Raffles knows a really large amount of cool tricks, if a really large amount equals two.  He is extremely gifted at sitting on command.  

If he happens to be running across a field, one could cry out "Sit, Raffles, SIT!" and he would drop into an insta-sit, with his mouth slightly open in case "sit" actually meant "sit and I will give you a microscopic piece of edible or possibly inedible but still stinky something as a reward."

Raffles's owner also taught him to shake hands to the command "paw paw."  In order to obtain a treat, Raffles must sit and give paw-paw.  He is really REALLY good at giving paw-paw.

The problem with this is that Raffles has applied the paw-paw method to every single occasion at which he suspects a piece of  food may be directed toward his mouth.  

If, say, I haven't washed all hints of dinner smells off my hands with Lysol and Clorox and I lean down over Raffles to put on his leash, he deduces that I may perhaps be contemplating the idea of giving him a little edible something and he commences paw-pawing.

By this, I mean he starts to windmill his paw repeatedly in some kind of hyperspeed high-five action that doesn't stop until food enters his mouth.  When my brother was a kid, he had this action figure where you flicked a lever on its back up and down and the arm whacked up and down in a punching mechanism; this is Raffles.  

But really... with the action figure, it stops when you stop flicking.  Raffles does not stop.

Once, when I was still under the mistaken impression that I could train some understanding into Raffles, I reached down to put on his collar, and he began to paw-paw with great vigor.  I decided to open my hand and leave it there, waiting for Raffles to eventually stop when it dawned on him that I had nothing and was not going to move until he was Calm and Submissive.


You may be thinking how similar I am to the Dog Whisperer.


Haha!  Two minutes later, I had scratches up and down my arm that needed to be washed with peroxide.  Raffles was still flailing in  the ecstatic throes of paw-paw and was neither Calm nor Submissive.  Now, you may be thinking, wow, that Raffles sure isn't bright, or you might also be thinking, wow that Mo sure is a hamburger short of a Happy Meal to leave her hand there for that long...what a fool.

You would be correct on the latter.

Raffles and the HyperHund have a uniquely disturbing way of playing together.  There is a very specific pattern they follow every time they play together.

First, bigger HH will coyly sidle up to little Raffles, and invitingly place his PG13 parts in Raffles's face in a friendly sort of play invitation.  Raffles instantly becomes intrigued and starts sniffing this new and wonderful offering as if it had never been presented thusly to him before.

Fired up with the intensity of the game, the two will race around the room, with HH barking loudly in a high pitched, non-manly way.  The more excited he gets by the game, the higher his voice gets, until eventually it cracks like that of an adolescent boy, if that adolescent boy were going to, for some inexplicable reason, start barking.

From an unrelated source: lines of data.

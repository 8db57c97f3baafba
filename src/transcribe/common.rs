use serde::{Deserialize, Serialize};
use tracing::{debug, warn};

use crate::error::{ReelError, Result};
use crate::model::SubtitleChunk;

/// Service-agnostic chunk as reported by an engine, before validation.
///
/// The end may be missing for the final word of a stream.
#[derive(Debug, Clone, PartialEq, Serialize, Deserialize)]
pub struct RawChunk {
    pub text: String,
    pub timestamp: (f64, Option<f64>),
}

impl RawChunk {
    pub fn new<S: Into<String>>(text: S, start: f64, end: Option<f64>) -> Self {
        Self {
            text: text.into(),
            timestamp: (start, end),
        }
    }
}

/// Trait for converting service-specific transcription formats to raw chunks
pub trait TranscriptionMapper<T> {
    fn to_raw_chunks(service_result: T) -> Vec<RawChunk>;
}

/// Turn raw engine chunks into the ordered chunk sequence the pipeline relies on.
///
/// Whitespace-only chunks are dropped and a missing end is filled with the
/// audio duration. Any negative, non-finite or inverted span fails the whole
/// response.
pub fn validate_chunks(raw: Vec<RawChunk>, audio_duration: f64) -> Result<Vec<SubtitleChunk>> {
    let mut chunks = Vec::with_capacity(raw.len());

    for (index, chunk) in raw.into_iter().enumerate() {
        if chunk.text.trim().is_empty() {
            debug!("Dropping blank chunk {}", index);
            continue;
        }

        let (start, end) = chunk.timestamp;
        let end = end.unwrap_or_else(|| audio_duration.max(start));

        if !start.is_finite() || !end.is_finite() || start < 0.0 || end < start {
            return Err(ReelError::Transcription(format!(
                "Chunk {} ({:?}) has an invalid span [{}, {}]",
                index,
                chunk.text.trim(),
                start,
                end
            )));
        }

        chunks.push(SubtitleChunk::new(chunk.text, start, end));
    }

    // Stable, so engine order breaks ties
    chunks.sort_by(|a, b| a.start().total_cmp(&b.start()));
    Ok(chunks)
}

/// Span of audio transcribed in one engine call
#[derive(Debug, Clone, Copy, PartialEq)]
pub struct TranscriptionWindow {
    pub start: f64,
    pub end: f64,
}

impl TranscriptionWindow {
    pub fn duration(&self) -> f64 {
        self.end - self.start
    }
}

/// Split `duration` seconds into windows of at most `max_chunk_seconds`, each
/// starting `max_chunk_seconds - overlap_seconds` after the previous one.
pub fn plan_windows(duration: f64, max_chunk_seconds: f64, overlap_seconds: f64) -> Vec<TranscriptionWindow> {
    let duration = if duration.is_finite() { duration.max(0.0) } else { 0.0 };
    let step = max_chunk_seconds - overlap_seconds;

    if !(max_chunk_seconds > 0.0) || !(step > 0.0) || duration <= max_chunk_seconds {
        return vec![TranscriptionWindow { start: 0.0, end: duration }];
    }

    let mut windows = Vec::new();
    for index in 0.. {
        let start = index as f64 * step;
        let end = (start + max_chunk_seconds).min(duration);
        windows.push(TranscriptionWindow { start, end });
        if end >= duration {
            break;
        }
    }
    windows
}

/// Merge per-window results so every overlap region contributes words from one window only.
///
/// Two neighbouring windows split their overlap at its midpoint; a chunk
/// belongs to the window whose share contains its start time.
pub fn merge_windows(results: Vec<(TranscriptionWindow, Vec<SubtitleChunk>)>) -> Vec<SubtitleChunk> {
    let cuts: Vec<f64> = results
        .windows(2)
        .map(|pair| (pair[0].0.end + pair[1].0.start) / 2.0)
        .collect();

    let mut merged = Vec::new();
    for (index, (_, chunks)) in results.into_iter().enumerate() {
        let lower = if index == 0 { f64::NEG_INFINITY } else { cuts[index - 1] };
        let upper = cuts.get(index).copied().unwrap_or(f64::INFINITY);
        let before = merged.len();
        merged.extend(chunks.into_iter().filter(|c| c.start() >= lower && c.start() < upper));
        debug!("Window {} contributed {} chunks", index, merged.len() - before);
    }

    merged.sort_by(|a, b| a.start().total_cmp(&b.start()));
    if merged.is_empty() {
        warn!("Transcription produced no chunks");
    }
    merged
}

Then, in a disturbing but inevitable turn of events, Raffles will latch on to HH's face and...well... start doing stuff I really can't describe without blushing.  He will do this for minutes at a time, and HH just stands there, blinking his assailed eyeballs and looking kind of confused, but not really trying to escape.

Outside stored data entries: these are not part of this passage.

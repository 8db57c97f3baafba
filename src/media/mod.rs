// Media compositing architecture
//
// The pipeline drives an external encoder through two traits:
// - Compositor: loads the engine and hands out a session
// - CompositorSession: a private workspace where inputs are staged and the
//   command runs; terminating it releases the process and the workspace
//
// Commands are built in `commands`; the ffmpeg-backed implementation lives
// in `processor`.

pub mod commands;
pub mod processor;

use async_trait::async_trait;

pub use commands::*;
pub use processor::*;

use crate::config::MediaConfig;
use crate::error::Result;
use crate::progress::ProgressFn;

/// Entry point of a media compositor engine
#[async_trait]
pub trait Compositor: Send + Sync {
    /// Load the engine and open a session owned by one run
    async fn load(&self) -> Result<Box<dyn CompositorSession>>;

    /// Check if the engine is available
    async fn check_availability(&self) -> Result<()>;
}

/// One loaded compositor instance
#[async_trait]
pub trait CompositorSession: Send {
    /// Write `bytes` at `virtual_path`, relative to the session workspace
    async fn stage_file(&mut self, virtual_path: &str, bytes: &[u8]) -> Result<()>;

    /// Receive completion ratios in `[0, 1]` for subsequent runs
    fn on_progress(&mut self, callback: ProgressFn);

    /// Run the engine with `args` and return the bytes of the `output` file
    async fn run(&mut self, args: &[String], output: &str) -> Result<Vec<u8>>;

    /// Kill any running process and release the workspace
    async fn terminate(&mut self) -> Result<()>;
}

/// Factory for creating compositor instances
pub struct CompositorFactory;

impl CompositorFactory {
    /// Create the default compositor implementation (FFmpeg-based)
    pub fn create_compositor(config: MediaConfig) -> Box<dyn Compositor> {
        Box::new(processor::FfmpegCompositor::new(config))
    }
}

Eventually, HH feels distracted and runs forward, at which point Raffles kind of turns while still latched on to HH's head and begins running sideways on his back legs.  This is followed by more pre-pubescent barking noises.

Then, the whole process repeats itself, sometimes ten or fifteen times in a row.

Apparently, this never gets boring for them.

Puggle = Awesome.

Comments

  1. You should get syndicated and have your musings published in the Sunday papers.
    You are almost up there with Dave Barry and could make a fortune which would come handy the day that you will have to take care of your old Dad.........

    ReplyDelete
  2. Sweet. A fortune would be nice. You know I'll take care of you regardless of how much money I have. Millie and I will set you out on the porch on a rocking chair and feed you mash.